> **THE PROBLEM**: Reproduce the whole listing that follows, exactly as it stands.

> **RECORDS PROVIDED**:
○ ○ ○ ○
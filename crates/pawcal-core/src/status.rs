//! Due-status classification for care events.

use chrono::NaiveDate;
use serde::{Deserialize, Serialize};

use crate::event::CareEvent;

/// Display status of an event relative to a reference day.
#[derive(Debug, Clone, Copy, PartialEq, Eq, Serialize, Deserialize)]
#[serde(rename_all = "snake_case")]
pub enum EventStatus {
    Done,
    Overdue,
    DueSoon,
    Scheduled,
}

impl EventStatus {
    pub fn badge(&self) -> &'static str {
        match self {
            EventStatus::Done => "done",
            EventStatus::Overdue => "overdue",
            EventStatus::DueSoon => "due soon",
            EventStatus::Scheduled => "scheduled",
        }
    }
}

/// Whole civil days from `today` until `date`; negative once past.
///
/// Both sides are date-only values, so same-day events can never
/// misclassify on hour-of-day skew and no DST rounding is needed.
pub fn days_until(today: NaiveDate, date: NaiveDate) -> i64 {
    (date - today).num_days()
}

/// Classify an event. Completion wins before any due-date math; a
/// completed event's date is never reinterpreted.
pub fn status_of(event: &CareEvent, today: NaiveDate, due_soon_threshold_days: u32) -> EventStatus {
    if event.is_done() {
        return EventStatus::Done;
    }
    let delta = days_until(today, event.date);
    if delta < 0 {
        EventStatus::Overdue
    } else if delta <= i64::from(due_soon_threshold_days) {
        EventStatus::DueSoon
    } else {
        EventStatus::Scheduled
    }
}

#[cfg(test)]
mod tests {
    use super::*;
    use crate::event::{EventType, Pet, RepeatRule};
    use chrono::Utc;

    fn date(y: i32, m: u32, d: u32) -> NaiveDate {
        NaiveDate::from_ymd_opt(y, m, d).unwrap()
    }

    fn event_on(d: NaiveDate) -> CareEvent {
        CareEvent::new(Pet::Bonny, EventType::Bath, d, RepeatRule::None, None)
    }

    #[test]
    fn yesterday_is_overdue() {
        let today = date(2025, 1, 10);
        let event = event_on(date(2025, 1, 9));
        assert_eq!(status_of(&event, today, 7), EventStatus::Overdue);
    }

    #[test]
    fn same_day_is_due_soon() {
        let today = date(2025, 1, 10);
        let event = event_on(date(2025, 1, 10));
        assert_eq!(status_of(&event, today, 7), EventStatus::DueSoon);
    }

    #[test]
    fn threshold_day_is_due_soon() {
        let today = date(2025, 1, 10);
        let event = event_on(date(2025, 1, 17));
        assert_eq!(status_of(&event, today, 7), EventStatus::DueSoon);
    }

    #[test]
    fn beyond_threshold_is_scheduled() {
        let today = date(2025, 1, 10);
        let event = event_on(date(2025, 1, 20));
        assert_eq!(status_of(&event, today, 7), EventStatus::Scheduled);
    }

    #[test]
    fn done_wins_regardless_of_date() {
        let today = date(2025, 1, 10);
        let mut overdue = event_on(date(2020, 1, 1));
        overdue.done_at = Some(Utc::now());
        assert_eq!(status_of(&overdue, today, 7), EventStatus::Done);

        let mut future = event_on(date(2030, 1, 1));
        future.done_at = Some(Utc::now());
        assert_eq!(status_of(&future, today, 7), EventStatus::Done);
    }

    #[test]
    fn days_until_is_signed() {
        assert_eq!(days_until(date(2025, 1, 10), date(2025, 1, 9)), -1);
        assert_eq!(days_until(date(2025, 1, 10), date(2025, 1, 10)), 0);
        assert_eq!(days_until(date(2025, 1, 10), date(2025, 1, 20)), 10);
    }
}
○ ○ ○ ○
> **SOLUTION FOR THIS EXERCISE**:
filename crates/pawcal-core/src/status.rs
//! Due-status classification for care events.

use chrono::NaiveDate;
use serde::{Deserialize, Serialize};

use crate::event::CareEvent;

/// Display status of an event relative to a reference day.
#[derive(Debug, Clone, Copy, PartialEq, Eq, Serialize, Deserialize)]
#[serde(rename_all = "snake_case")]
pub enum EventStatus {
    Done,
    Overdue,
    DueSoon,
    Scheduled,
}

impl EventStatus {
    pub fn badge(&self) -> &'static str {
        match self {
            EventStatus::Done => "done",
            EventStatus::Overdue => "overdue",
            EventStatus::DueSoon => "due soon",
            EventStatus::Scheduled => "scheduled",
        }
    }
}

/// Whole civil days from `today` until `date`; negative once past.
///
/// Both sides are date-only values, so same-day events can never
/// misclassify on hour-of-day skew and no DST rounding is needed.
pub fn days_until(today: NaiveDate, date: NaiveDate) -> i64 {
    (date - today).num_days()
}

/// Classify an event. Completion wins before any due-date math; a
/// completed event's date is never reinterpreted.
pub fn status_of(event: &CareEvent, today: NaiveDate, due_soon_threshold_days: u32) -> EventStatus {
    if event.is_done() {
        return EventStatus::Done;
    }
    let delta = days_until(today, event.date);
    if delta < 0 {
        EventStatus::Overdue
    } else if delta <= i64::from(due_soon_threshold_days) {
        EventStatus::DueSoon
    } else {
        EventStatus::Scheduled
    }
}

#[cfg(test)]
mod tests {
    use super::*;
    use crate::event::{EventType, Pet, RepeatRule};
    use chrono::Utc;

    fn date(y: i32, m: u32, d: u32) -> NaiveDate {
        NaiveDate::from_ymd_opt(y, m, d).unwrap()
    }

    fn event_on(d: NaiveDate) -> CareEvent {
        CareEvent::new(Pet::Bonny, EventType::Bath, d, RepeatRule::None, None)
    }

    #[test]
    fn yesterday_is_overdue() {
        let today = date(2025, 1, 10);
        let event = event_on(date(2025, 1, 9));
        assert_eq!(status_of(&event, today, 7), EventStatus::Overdue);
    }

    #[test]
    fn same_day_is_due_soon() {
        let today = date(2025, 1, 10);
        let event = event_on(date(2025, 1, 10));
        assert_eq!(status_of(&event, today, 7), EventStatus::DueSoon);
    }

    #[test]
    fn threshold_day_is_due_soon() {
        let today = date(2025, 1, 10);
        let event = event_on(date(2025, 1, 17));
        assert_eq!(status_of(&event, today, 7), EventStatus::DueSoon);
    }

    #[test]
    fn beyond_threshold_is_scheduled() {
        let today = date(2025, 1, 10);
        let event = event_on(date(2025, 1, 20));
        assert_eq!(status_of(&event, today, 7), EventStatus::Scheduled);
    }

    #[test]
    fn done_wins_regardless_of_date() {
        let today = date(2025, 1, 10);
        let mut overdue = event_on(date(2020, 1, 1));
        overdue.done_at = Some(Utc::now());
        assert_eq!(status_of(&overdue, today, 7), EventStatus::Done);

        let mut future = event_on(date(2030, 1, 1));
        future.done_at = Some(Utc::now());
        assert_eq!(status_of(&future, today, 7), EventStatus::Done);
    }

    #[test]
    fn days_until_is_signed() {
        assert_eq!(days_until(date(2025, 1, 10), date(2025, 1, 9)), -1);
        assert_eq!(days_until(date(2025, 1, 10), date(2025, 1, 10)), 0);
        assert_eq!(days_until(date(2025, 1, 10), date(2025, 1, 20)), 10);
    }
}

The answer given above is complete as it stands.